1869’da Gümüşhane’de çorap, ayak yemenisi, meşin ve sahtiyan, Kürtün’de kilim ve küfe imal edilmekteydi. Tirebolu’da Ağaçbaşı ormanlarında çam ve köknar bulunmakta, buradan kesilen ağaçlar gemilerde kullanılmakta, ancak ormanların denize uzak oluşu ve taşıma masrafından dolayı ticareti zordu.

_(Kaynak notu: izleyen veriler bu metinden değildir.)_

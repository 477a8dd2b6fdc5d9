//! ffmpeg post-processing of downloaded audio.
//!
//! Two steps, both delegated to ffmpeg:
//! - normalization to a 320 kbps MP3
//! - muxing a thumbnail in as ID3v2 front cover

pub mod audio;

use std::path::Path;
use std::time::Duration;
use thiserror::Error;

/// Errors that can occur during conversion
#[derive(Error, Debug)]
pub enum ConversionError {
    #[error("FFmpeg error: {0}")]
    FfmpegError(String),

    #[error("Input file not found: {0}")]
    InputNotFound(String),

    #[error("Output creation failed: {0}")]
    OutputFailed(String),

    #[error("FFmpeg timed out after {}s", .0.as_secs())]
    TimedOut(Duration),

    #[error("IO error: {0}")]
    IoError(#[from] std::io::Error),
}

pub type ConversionResult<T> = Result<T, ConversionError>;

/// Get file size in bytes
pub async fn get_file_size<P: AsRef<Path>>(path: P) -> ConversionResult<u64> {
    let metadata = tokio::fs::metadata(path).await?;
    Ok(metadata.len())
}

/// Fails unless `path` exists and is non-empty.
pub(crate) async fn ensure_output(path: &Path) -> ConversionResult<()> {
    match get_file_size(path).await {
        Ok(0) => Err(ConversionError::OutputFailed(format!("{} is empty", path.display()))),
        Ok(_) => Ok(()),
        Err(_) => Err(ConversionError::OutputFailed(format!("{} was not created", path.display()))),
    }
}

Trabzon Vilayet Salnamesinde, taşıma işleminde Harşit Irmağı’ndan yararlanılması gerektiği belirtilmiştir.
Tirebolu ve Rize kazalarında, Gümüşhane ve Lazistan sancaklarında işletilen ve atıl durumda olan bazı madenler bulunmaktaydı. Tirebolu kazası dâhilinde kayık ve sandal yapılmaktaydı. Şimşir ağacından kaşık ve gürgen, kestane, kızılağaçlardan tekne, çanak ve kepçe üretilmekteydi. Kaşıklar Erzurum, Erzincan-Kemah ve Şarkîkarahisar’a; kepçeler ise İstanbul, İskenderiye ve Trablusgarp taraflarına satışa gönderilmekteydi. Görele nahiyesinde tüfek çakmağı ve karakulak adı verilen bıçak ve mikraz yapılarak civar kaza ve nahiyelerde satılmaktaydı.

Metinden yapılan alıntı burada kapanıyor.